Im Jahr 2015 hatte der gesprochene Ton im Radio einen dominanten Vorsprung von 75 %, was bei all seinen Talkshows und Baseballspielen zu erwarten war. Doch seitdem erfreuen sich Podcasts immer größerer Beliebtheit, vielleicht weil sie nicht nur auf Abruf verfügbar sind, sondern weil es heutzutage für jedes erdenkliche Thema einen Podcast gibt. Selbst in der relativ Nischenwelt der Automobilindustrie gibt es alles von alten Standards wie „The Smoking Tire“ bis zu neueren Neulingen wie „Trans Girlismo“ und allem dazwischen.
AM-Radio lebt
Trotz der anhaltenden Beliebtheit des Radios haben Tesla, Rivian und sogar Ford zumindest AM-Radios aus neuen Modellen entfernt. Dieser Schritt war besonders häufig bei Elektrofahrzeugen zu beobachten, deren Elektromotoren den AM-Radioempfang stören. Die Beseitigung dieser Beeinträchtigung würde die Hersteller Milliarden kosten – sie wollen dieses Geld nicht ausgeben, wenn sie es nicht müssen.
Möglicherweise müssen sie es jedoch tun. Kunden und Politiker wehren sich vehement gegen den Verzicht auf Radio in modernen Autos. Nach massiven Gegenreaktionen zur Abschaffung des AM-Radios änderte Ford sogar den Kurs. Die Regierung ist sogar so weit gegangen, den AM Radio for Every Vehicle Act einzuführen, der vorsieht, dass jeder neue Personenkraftwagen mit einem AM-Radio ausgestattet sein muss. (FM leidet nicht unter der gleichen Art von elektrischen Störungen wie AM, daher ist es weniger wahrscheinlich, dass es auf den Hackblöcken der Hersteller liegt.)
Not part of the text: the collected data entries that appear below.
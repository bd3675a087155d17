//! Import allowlist checks for generated fragments.
//!
//! This is a coarse line-based scan of `import` statements, not an isolation
//! mechanism. Dynamic imports (`__import__`, `importlib`) are not detected.

use std::collections::BTreeSet;
use std::sync::LazyLock;

use regex::Regex;

static IMPORT_RE: LazyLock<Regex> =
    LazyLock::new(|| Regex::new(r"^\s*import\s+(.+)$").expect("import regex"));
static FROM_IMPORT_RE: LazyLock<Regex> = LazyLock::new(|| {
    Regex::new(r"^\s*from\s+([A-Za-z_][\w.]*)\s+import\b").expect("from import regex")
});

/// Top-level module names imported by `code`, sorted and deduplicated.
pub fn imported_modules(code: &str) -> BTreeSet<String> {
    let mut modules = BTreeSet::new();
    for line in code.lines() {
        let line = line.split('#').next().unwrap_or_default();
        for statement in line.split(';') {
            if let Some(caps) = FROM_IMPORT_RE.captures(statement) {
                modules.insert(top_level(&caps[1]));
            } else if let Some(caps) = IMPORT_RE.captures(statement) {
                for item in caps[1].split(',') {
                    let module = item.split_whitespace().next().unwrap_or_default();
                    if !module.is_empty() {
                        modules.insert(top_level(module));
                    }
                }
            }
        }
    }
    modules
}

/// Modules imported by `code` that are not in `allowlist`.
pub fn disallowed_imports(code: &str, allowlist: &[String]) -> Vec<String> {
    imported_modules(code)
        .into_iter()
        .filter(|module| !allowlist.iter().any(|allowed| allowed == module))
        .collect()
}

fn top_level(module: &str) -> String {
    module.split('.').next().unwrap_or(module).to_string()
}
Das liegt nicht daran, dass das hohe Durchschnittsalter der Abgeordneten die Zielgruppe des AM-Radios darstellt, sondern daran, dass AM-Radio auch heute noch ein wichtiger Bestandteil des Notfallwarnsystems bleibt. Während einige von uns denken, dass das EAS nichts anderes ist als die gelben Warnungen und Fehlalarme auf unseren Telefonen, funktioniert das AM-Radio weiter, wenn Strom und Mobilfunkmasten ausfallen. Laut der National Association of Broadcasters:
77 Radiosender spielen landesweit eine entscheidende Rolle als Primary Entry Points (PEPs), die überwiegende Mehrheit davon sind AM-Sender. Hierbei handelt es sich um ausgewiesene Radiosender, deren Signale 90 % der amerikanischen Bevölkerung abdecken und eine direkte Verbindung zur FEMA und zum National Weather Service (NWS) haben. In Krisenzeiten erhalten diese Stationen Notfallinformationen und Warnungen direkt von der Bundesregierung und stellen so eine zuverlässige und maßgebliche Informationsquelle für die Öffentlichkeit dar.
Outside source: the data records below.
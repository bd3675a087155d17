//! Per-attempt artifacts written by `codeloop run --log-dir`.
//!
//! Layout: `<dir>/<index>-<mode>/{meta.json,response.txt,code.py}` plus a
//! top-level `outcome.json`. Independent of tracing output.

use std::fs;
use std::path::{Path, PathBuf};

use anyhow::{Context, Result};
use serde::Serialize;

use crate::core::types::AttemptRecord;
use crate::repair::RepairOutcome;

#[derive(Debug, Serialize)]
struct OutcomeMeta<'a> {
    answered: bool,
    value: Option<&'a str>,
    last_error: Option<&'a str>,
    attempts: usize,
}

/// Directory of one attempt under `dir`.
pub fn attempt_dir(dir: &Path, record: &AttemptRecord) -> PathBuf {
    dir.join(format!("{}-{}", record.index, record.mode))
}

/// Write every attempt of `outcome` plus a summary into `dir`.
pub fn write_attempts(dir: &Path, outcome: &RepairOutcome) -> Result<()> {
    fs::create_dir_all(dir).with_context(|| format!("create log dir {}", dir.display()))?;

    for record in outcome.attempts() {
        let attempt = attempt_dir(dir, record);
        fs::create_dir_all(&attempt)
            .with_context(|| format!("create attempt dir {}", attempt.display()))?;
        write_json(&attempt.join("meta.json"), record)?;
        write_text(&attempt.join("response.txt"), &record.raw_response)?;
        write_text(&attempt.join("code.py"), &record.code)?;
    }

    write_json(
        &dir.join("outcome.json"),
        &OutcomeMeta {
            answered: outcome.value().is_some(),
            value: outcome.value(),
            last_error: outcome.last_error(),
            attempts: outcome.attempts().len(),
        },
    )
}

fn write_text(path: &Path, contents: &str) -> Result<()> {
    fs::write(path, contents).with_context(|| format!("write {}", path.display()))
}

fn write_json<T: Serialize>(path: &Path, value: &T) -> Result<()> {
    let mut buf = serde_json::to_string_pretty(value)?;
    buf.push('\n');
    write_text(path, &buf)
}

#[cfg(test)]
mod tests {
    use super::*;
    use crate::core::types::{ExecutionResult, Mode};

    fn record(index: u32, mode: Mode, result: ExecutionResult) -> AttemptRecord {
        AttemptRecord {
            index,
            mode,
            raw_response: "x = y".to_string(),
            reasoning: None,
            code: "x = y\nx".to_string(),
            extraction_error: None,
            result,
        }
    }

    #[test]
    fn writes_one_directory_per_attempt() {
        let temp = tempfile::tempdir().expect("tempdir");
        let outcome = RepairOutcome::Answered {
            value: "2".to_string(),
            attempts: vec![
                record(0, Mode::Generate, ExecutionResult::Failure("NameError".to_string())),
                record(1, Mode::Regenerate, ExecutionResult::Success("2".to_string())),
            ],
        };

        write_attempts(temp.path(), &outcome).expect("write");

        assert!(temp.path().join("0-generate/meta.json").is_file());
        assert!(temp.path().join("1-regenerate/code.py").is_file());
        let summary = fs::read_to_string(temp.path().join("outcome.json")).expect("read");
        let summary: serde_json::Value = serde_json::from_str(&summary).expect("json");
        assert_eq!(summary["answered"], true);
        assert_eq!(summary["value"], "2");
        assert_eq!(summary["attempts"], 2);
    }
}
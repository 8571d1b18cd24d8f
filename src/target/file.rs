//! Named-file store
//!
//! Titled blobs are materialized as files under a working directory,
//! named by their title annotation. Everything else (manifests, untitled
//! blobs) is held in memory so a pulled artifact can still be resolved
//! and tagged.

use crate::content::{BlobReader, Descriptor, Digest, VerifyReader};
use crate::error::{from_io, OrcaError, OrcaResult};
use crate::target::memory::MemoryStore;
use crate::target::{PredecessorFinder, Storage, Target};
use async_trait::async_trait;
use dashmap::DashMap;
use std::io::ErrorKind;
use std::path::{Component, Path, PathBuf};
use tokio::fs;
use tokio::io::AsyncWriteExt;
use tracing::debug;
use uuid::Uuid;

/// Target that writes titled blobs to files
#[derive(Debug)]
pub struct FileStore {
    dir: PathBuf,
    files: DashMap<String, Digest>,
    memory: MemoryStore,
}

impl FileStore {
    pub async fn open(dir: impl Into<PathBuf>) -> OrcaResult<Self> {
        let dir = dir.into();
        fs::create_dir_all(&dir)
            .await
            .map_err(|e| OrcaError::io(format!("creating {}", dir.display()), e))?;
        Ok(Self {
            dir,
            files: DashMap::new(),
            memory: MemoryStore::new(),
        })
    }

    pub fn dir(&self) -> &Path {
        &self.dir
    }

    /// Files written so far, relative to the store directory
    pub fn written(&self) -> Vec<PathBuf> {
        let mut files: Vec<PathBuf> = self.files.iter().map(|e| PathBuf::from(e.key())).collect();
        files.sort();
        files
    }

    /// Map a title to a path inside the store directory
    fn file_path(&self, title: &str) -> OrcaResult<PathBuf> {
        let relative = Path::new(title);
        let escapes = relative.components().any(|c| {
            matches!(
                c,
                Component::ParentDir | Component::RootDir | Component::Prefix(_)
            )
        });
        if escapes || relative.components().next().is_none() {
            return Err(OrcaError::PathInvalid {
                path: relative.to_path_buf(),
                reason: "title must name a path inside the output directory".to_string(),
            });
        }
        Ok(self.dir.join(relative))
    }

    fn titled_blob<'a>(&self, desc: &'a Descriptor) -> Option<&'a str> {
        if desc.is_manifest() {
            None
        } else {
            desc.title()
        }
    }

    async fn write_file(&self, title: &str, desc: &Descriptor, content: BlobReader) -> OrcaResult<()> {
        let path = self.file_path(title)?;
        let parent = path.parent().unwrap_or(&self.dir).to_path_buf();
        fs::create_dir_all(&parent)
            .await
            .map_err(|e| OrcaError::io(format!("creating {}", parent.display()), e))?;

        let tmp = parent.join(format!(".{}.part", Uuid::new_v4()));
        let result = async {
            let mut file = fs::File::create(&tmp)
                .await
                .map_err(|e| OrcaError::io(format!("creating {}", tmp.display()), e))?;
            let mut verified = VerifyReader::new(content, desc);
            tokio::io::copy(&mut verified, &mut file)
                .await
                .map_err(|e| from_io(format!("writing {}", title), e))?;
            file.flush()
                .await
                .map_err(|e| OrcaError::io(format!("flushing {}", title), e))?;
            fs::rename(&tmp, &path)
                .await
                .map_err(|e| OrcaError::io(format!("writing {}", path.display()), e))
        }
        .await;

        if result.is_err() {
            let _ = fs::remove_file(&tmp).await;
        }
        result
    }
}

#[async_trait]
impl Storage for FileStore {
    async fn exists(&self, desc: &Descriptor) -> OrcaResult<bool> {
        match self.titled_blob(desc) {
            Some(title) => Ok(self
                .files
                .get(title)
                .is_some_and(|digest| *digest == desc.digest)),
            None => self.memory.exists(desc).await,
        }
    }

    async fn fetch(&self, desc: &Descriptor) -> OrcaResult<BlobReader> {
        let title = self
            .titled_blob(desc)
            .map(str::to_string)
            .or_else(|| {
                self.files
                    .iter()
                    .find(|e| *e.value() == desc.digest)
                    .map(|e| e.key().clone())
            });
        let Some(title) = title else {
            return self.memory.fetch(desc).await;
        };
        let path = self.file_path(&title)?;
        match fs::File::open(&path).await {
            Ok(file) => Ok(Box::pin(file)),
            Err(e) if e.kind() == ErrorKind::NotFound => Err(OrcaError::not_found(&desc.digest)),
            Err(e) => Err(OrcaError::io(format!("opening {}", path.display()), e)),
        }
    }

    async fn push(&self, desc: &Descriptor, content: BlobReader) -> OrcaResult<()> {
        let Some(title) = self.titled_blob(desc) else {
            return self.memory.push(desc, content).await;
        };
        self.write_file(title, desc, content).await?;
        self.files.insert(title.to_string(), desc.digest.clone());
        debug!(file = title, digest = %desc.digest, "Wrote file");
        Ok(())
    }
}

#[async_trait]
impl Target for FileStore {
    async fn resolve(&self, reference: &str) -> OrcaResult<Descriptor> {
        self.memory.resolve(reference).await
    }

    async fn tag(&self, desc: &Descriptor, reference: &str) -> OrcaResult<()> {
        self.memory.tag(desc, reference).await
    }

    fn name(&self) -> String {
        self.dir.display().to_string()
    }

    fn as_predecessor_finder(&self) -> Option<&dyn PredecessorFinder> {
        self.memory.as_predecessor_finder()
    }
}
In vielen ländlichen Gebieten, auch dort, wo ich wohne, gibt es immer noch keinen zuverlässigen Mobilfunkempfang. Wenn bei einem Stromausfall das lokale WLAN ausfällt, bleibt außer dem Funk keine Verbindung zur Außenwelt bestehen. Insbesondere AM verfügt über einen weiten Versorgungsbereich, der nicht vom Mobilfunkdienst beeinträchtigt wird. Der Besitz von Heimradios geht rapide zurück, so dass in vielen Fällen das Auto das einzige verfügbare Radio ist. Jedes Auto sollte eines haben.